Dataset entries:
-- Opening Marker --

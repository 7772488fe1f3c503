//! Circuit consistency checks.

use crate::error::{CircuitError, Result};

use super::Circuit;

/// Check the structural invariants of a circuit.
///
/// Checks:
/// - Every node is indexed under its own coordinates (one node per point)
/// - Every component terminal refers to a live node that lists the component
/// - Every component listed by a node is live and has a terminal there
///
/// A failure is an internal invariant violation; edits through [`Circuit`]
/// never produce one.
pub fn check_consistency(circuit: &Circuit) -> Result<()> {
    for node in circuit.nodes() {
        if circuit.nodes.find(node.point()) != Some(node.id()) {
            return Err(CircuitError::inconsistency(format!(
                "node {} is not the registered node at {}",
                node.id(),
                node.point()
            )));
        }

        for &cid in node.direct_components() {
            let component = circuit.component(cid).map_err(|_| {
                CircuitError::inconsistency(format!(
                    "node {} lists removed component {}",
                    node.point(),
                    cid
                ))
            })?;
            if !component.is_connected_to(node.id()) {
                return Err(CircuitError::inconsistency(format!(
                    "node {} lists '{}' but the component has no terminal there",
                    node.point(),
                    component.name()
                )));
            }
        }
    }

    for &cid in circuit.ids() {
        let component = circuit.component(cid)?;
        for node_id in component.nodes() {
            match circuit.node(node_id) {
                Some(node) if node.is_connected_to(cid) => {}
                Some(node) => {
                    return Err(CircuitError::inconsistency(format!(
                        "'{}' is attached at {} but the node does not list it",
                        component.name(),
                        node.point()
                    )))
                }
                None => {
                    return Err(CircuitError::inconsistency(format!(
                        "'{}' refers to missing node {}",
                        component.name(),
                        node_id
                    )))
                }
            }
        }
    }

    Ok(())
}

-- Closing Marker --

* PROBLEM STATEMENT:
From the entries above, copy out every line where the string "live" appears.

* RESPONSE TO THE TASK:
/// - Every component terminal refers to a live node that lists the component
/// - Every component listed by a node is live and has a terminal there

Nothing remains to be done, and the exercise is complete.